> [What the task requires]
Would you please copy each line of the data in which the string "VersionInterface" occurs?

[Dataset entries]
//! Version ranges and their interval notation

mod notation;
mod version_range;

pub use version_range::{VersionRange, VersionRangeBuilder, VersionRangeError};
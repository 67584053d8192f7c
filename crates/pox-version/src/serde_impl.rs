//! String-form serde support, enabled by the `serde` feature

use std::str::FromStr;

use serde::{Deserialize, Deserializer, Serialize, Serializer};

use crate::{JavaVersion, Version, VersionInterface, VersionParserError, VersionRange};

impl Serialize for Version {
    fn serialize<S>(&self, serializer: S) -> Result<S::Ok, S::Error>
    where
        S: Serializer,
    {
        serializer.collect_str(self)
    }
}

impl<'de> Deserialize<'de> for Version {
    fn deserialize<D>(deserializer: D) -> Result<Self, D::Error>
    where
        D: Deserializer<'de>,
    {
        let s = String::deserialize(deserializer)?;
        Version::from_str(&s).map_err(serde::de::Error::custom)
    }
}

impl Serialize for JavaVersion {
    fn serialize<S>(&self, serializer: S) -> Result<S::Ok, S::Error>
    where
        S: Serializer,
    {
        serializer.collect_str(self)
    }
}

impl<'de> Deserialize<'de> for JavaVersion {
    fn deserialize<D>(deserializer: D) -> Result<Self, D::Error>
    where
        D: Deserializer<'de>,
    {
        let s = String::deserialize(deserializer)?;
        JavaVersion::from_str(&s).map_err(serde::de::Error::custom)
    }
}

impl<V: VersionInterface> Serialize for VersionRange<V> {
    fn serialize<S>(&self, serializer: S) -> Result<S::Ok, S::Error>
    where
        S: Serializer,
    {
        serializer.collect_str(self)
    }
}

impl<'de, V> Deserialize<'de> for VersionRange<V>
where
    V: VersionInterface + FromStr<Err = VersionParserError>,
{
    fn deserialize<D>(deserializer: D) -> Result<Self, D::Error>
    where
        D: Deserializer<'de>,
    {
        let s = String::deserialize(deserializer)?;
        VersionRange::parse(&s).map_err(serde::de::Error::custom)
    }
}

> [Completed task]
use crate::{JavaVersion, Version, VersionInterface, VersionParserError, VersionRange};
impl<V: VersionInterface> Serialize for VersionRange<V> {
    V: VersionInterface + FromStr<Err = VersionParserError>,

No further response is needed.